[Collected data]

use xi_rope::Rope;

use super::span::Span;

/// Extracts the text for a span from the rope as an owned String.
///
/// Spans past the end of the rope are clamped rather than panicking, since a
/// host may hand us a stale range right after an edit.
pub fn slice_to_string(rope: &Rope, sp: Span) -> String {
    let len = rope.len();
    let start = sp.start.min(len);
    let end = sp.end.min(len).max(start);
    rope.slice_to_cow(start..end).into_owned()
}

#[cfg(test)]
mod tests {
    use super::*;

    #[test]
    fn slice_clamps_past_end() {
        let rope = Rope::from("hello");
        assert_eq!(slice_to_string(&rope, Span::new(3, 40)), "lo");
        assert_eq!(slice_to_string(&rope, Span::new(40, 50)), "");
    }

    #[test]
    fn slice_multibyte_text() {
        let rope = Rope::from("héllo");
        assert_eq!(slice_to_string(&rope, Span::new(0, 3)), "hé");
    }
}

==

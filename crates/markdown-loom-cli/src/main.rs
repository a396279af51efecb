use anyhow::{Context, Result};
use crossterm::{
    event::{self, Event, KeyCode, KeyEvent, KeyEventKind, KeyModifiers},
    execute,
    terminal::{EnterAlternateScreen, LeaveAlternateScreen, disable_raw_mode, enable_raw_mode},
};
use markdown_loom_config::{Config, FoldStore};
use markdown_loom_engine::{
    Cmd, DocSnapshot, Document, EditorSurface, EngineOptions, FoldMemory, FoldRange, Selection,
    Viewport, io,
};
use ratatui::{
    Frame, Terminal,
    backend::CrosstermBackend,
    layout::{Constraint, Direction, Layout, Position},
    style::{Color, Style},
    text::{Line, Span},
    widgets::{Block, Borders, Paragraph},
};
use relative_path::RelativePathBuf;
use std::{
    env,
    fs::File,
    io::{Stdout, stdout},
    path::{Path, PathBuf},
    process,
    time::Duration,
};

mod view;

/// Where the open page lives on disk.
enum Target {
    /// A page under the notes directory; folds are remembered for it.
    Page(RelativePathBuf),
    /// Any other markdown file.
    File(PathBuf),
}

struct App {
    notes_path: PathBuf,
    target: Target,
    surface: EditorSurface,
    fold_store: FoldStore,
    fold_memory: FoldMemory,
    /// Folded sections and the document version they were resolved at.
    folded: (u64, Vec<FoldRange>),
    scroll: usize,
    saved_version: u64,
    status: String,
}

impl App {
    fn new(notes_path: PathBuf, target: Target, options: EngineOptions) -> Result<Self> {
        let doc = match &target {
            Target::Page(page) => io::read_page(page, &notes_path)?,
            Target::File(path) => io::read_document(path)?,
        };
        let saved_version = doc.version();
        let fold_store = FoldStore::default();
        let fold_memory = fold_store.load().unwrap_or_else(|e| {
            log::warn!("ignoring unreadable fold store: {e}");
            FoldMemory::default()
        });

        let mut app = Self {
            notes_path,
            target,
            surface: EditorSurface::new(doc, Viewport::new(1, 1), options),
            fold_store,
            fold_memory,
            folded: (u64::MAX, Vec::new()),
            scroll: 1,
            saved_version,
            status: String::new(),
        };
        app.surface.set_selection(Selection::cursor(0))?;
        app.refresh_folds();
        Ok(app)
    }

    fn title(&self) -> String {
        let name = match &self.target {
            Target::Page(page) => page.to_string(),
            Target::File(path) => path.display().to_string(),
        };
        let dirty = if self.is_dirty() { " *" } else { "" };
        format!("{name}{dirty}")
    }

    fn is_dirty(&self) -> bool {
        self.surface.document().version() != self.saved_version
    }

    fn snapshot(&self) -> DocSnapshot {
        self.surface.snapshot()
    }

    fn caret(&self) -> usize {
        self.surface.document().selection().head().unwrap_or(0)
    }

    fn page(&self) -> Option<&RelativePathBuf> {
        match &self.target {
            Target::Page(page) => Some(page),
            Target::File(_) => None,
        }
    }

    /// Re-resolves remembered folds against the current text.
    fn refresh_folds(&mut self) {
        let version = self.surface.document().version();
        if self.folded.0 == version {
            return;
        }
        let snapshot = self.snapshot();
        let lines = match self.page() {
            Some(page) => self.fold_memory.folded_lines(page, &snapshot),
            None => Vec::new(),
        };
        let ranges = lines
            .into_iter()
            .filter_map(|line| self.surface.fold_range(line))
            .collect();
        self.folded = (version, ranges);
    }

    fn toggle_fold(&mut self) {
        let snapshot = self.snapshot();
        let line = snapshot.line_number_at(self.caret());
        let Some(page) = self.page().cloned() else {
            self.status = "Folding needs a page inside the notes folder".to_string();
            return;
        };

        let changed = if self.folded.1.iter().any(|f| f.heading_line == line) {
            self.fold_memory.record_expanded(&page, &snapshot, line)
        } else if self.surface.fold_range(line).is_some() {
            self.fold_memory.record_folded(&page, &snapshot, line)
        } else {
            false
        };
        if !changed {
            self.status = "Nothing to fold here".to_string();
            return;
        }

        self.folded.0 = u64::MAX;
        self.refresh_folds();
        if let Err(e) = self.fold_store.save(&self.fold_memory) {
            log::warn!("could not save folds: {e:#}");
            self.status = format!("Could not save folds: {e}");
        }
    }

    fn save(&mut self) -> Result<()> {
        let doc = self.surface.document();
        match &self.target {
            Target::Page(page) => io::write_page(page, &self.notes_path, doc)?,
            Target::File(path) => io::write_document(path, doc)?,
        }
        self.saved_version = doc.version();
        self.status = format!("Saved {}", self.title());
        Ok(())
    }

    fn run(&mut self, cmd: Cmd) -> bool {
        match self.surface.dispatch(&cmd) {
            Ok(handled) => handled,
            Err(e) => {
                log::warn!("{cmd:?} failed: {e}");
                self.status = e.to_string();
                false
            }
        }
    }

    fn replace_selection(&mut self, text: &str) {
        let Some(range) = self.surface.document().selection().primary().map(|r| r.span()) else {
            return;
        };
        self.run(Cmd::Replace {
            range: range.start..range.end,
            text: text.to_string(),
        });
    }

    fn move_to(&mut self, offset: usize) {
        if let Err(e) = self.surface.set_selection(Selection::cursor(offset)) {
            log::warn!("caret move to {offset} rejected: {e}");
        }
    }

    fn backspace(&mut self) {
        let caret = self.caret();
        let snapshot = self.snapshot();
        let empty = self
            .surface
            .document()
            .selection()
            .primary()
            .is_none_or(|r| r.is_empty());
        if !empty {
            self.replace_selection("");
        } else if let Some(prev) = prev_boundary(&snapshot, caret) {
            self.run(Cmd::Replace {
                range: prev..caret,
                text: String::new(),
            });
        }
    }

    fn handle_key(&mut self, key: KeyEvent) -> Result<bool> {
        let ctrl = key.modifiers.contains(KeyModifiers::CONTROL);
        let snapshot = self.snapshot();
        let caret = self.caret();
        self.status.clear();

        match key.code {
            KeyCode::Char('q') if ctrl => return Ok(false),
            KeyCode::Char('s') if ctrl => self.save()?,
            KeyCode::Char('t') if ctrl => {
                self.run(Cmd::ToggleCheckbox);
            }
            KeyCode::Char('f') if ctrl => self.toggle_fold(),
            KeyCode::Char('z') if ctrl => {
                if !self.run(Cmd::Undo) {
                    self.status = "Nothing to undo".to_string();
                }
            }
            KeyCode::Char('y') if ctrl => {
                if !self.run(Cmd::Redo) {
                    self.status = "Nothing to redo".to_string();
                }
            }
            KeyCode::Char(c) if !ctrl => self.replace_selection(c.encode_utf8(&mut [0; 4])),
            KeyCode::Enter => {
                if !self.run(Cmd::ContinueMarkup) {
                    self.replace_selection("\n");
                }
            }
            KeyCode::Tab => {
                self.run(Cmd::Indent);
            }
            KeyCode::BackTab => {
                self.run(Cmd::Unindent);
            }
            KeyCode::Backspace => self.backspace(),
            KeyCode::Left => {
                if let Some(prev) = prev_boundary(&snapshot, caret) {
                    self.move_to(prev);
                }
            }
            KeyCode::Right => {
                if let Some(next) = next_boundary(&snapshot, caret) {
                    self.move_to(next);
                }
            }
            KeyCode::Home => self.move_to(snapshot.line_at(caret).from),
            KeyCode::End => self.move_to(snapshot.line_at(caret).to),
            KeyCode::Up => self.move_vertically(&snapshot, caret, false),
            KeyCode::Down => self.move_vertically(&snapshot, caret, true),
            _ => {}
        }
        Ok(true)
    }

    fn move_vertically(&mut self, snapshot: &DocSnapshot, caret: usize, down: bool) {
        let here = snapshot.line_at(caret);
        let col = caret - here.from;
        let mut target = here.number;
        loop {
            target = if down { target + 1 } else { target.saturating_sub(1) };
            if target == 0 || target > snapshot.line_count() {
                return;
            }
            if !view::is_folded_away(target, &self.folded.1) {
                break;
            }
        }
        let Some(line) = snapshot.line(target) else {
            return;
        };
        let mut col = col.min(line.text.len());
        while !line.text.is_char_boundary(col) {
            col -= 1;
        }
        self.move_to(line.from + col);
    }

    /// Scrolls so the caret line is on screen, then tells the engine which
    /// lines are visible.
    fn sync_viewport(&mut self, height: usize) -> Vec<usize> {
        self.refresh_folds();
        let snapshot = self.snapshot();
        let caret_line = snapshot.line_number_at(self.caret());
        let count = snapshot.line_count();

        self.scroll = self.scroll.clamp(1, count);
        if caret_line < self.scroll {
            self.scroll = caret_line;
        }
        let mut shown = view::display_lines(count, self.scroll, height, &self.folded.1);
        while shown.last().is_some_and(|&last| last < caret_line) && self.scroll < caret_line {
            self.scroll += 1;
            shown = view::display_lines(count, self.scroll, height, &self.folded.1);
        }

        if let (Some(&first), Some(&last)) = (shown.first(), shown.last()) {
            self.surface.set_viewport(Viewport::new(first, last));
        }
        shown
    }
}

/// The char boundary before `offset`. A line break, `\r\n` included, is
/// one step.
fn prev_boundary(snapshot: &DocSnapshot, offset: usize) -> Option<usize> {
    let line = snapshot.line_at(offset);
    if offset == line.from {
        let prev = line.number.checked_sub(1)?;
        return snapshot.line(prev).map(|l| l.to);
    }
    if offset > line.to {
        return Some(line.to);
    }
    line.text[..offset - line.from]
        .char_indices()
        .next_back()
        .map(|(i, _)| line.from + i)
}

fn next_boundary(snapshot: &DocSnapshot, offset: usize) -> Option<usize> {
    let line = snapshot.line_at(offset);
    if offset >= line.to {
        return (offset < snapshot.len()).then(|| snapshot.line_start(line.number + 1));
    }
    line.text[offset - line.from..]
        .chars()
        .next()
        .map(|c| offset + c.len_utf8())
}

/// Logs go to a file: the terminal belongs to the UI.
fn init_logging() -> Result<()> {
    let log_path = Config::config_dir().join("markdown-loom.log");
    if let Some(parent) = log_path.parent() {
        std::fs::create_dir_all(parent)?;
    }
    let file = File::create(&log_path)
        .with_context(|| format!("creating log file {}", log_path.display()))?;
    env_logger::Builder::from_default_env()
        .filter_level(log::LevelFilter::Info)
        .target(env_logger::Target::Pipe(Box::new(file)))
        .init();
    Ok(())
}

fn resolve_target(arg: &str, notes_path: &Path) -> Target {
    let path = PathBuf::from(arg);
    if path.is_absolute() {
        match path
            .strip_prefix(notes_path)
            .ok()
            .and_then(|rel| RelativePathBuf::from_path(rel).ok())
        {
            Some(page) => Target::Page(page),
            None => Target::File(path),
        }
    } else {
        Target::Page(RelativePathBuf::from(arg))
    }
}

_Task directions_.
In the data above, how many lines include the word "warn"? Answer with the number only.

_Problem solution_.
4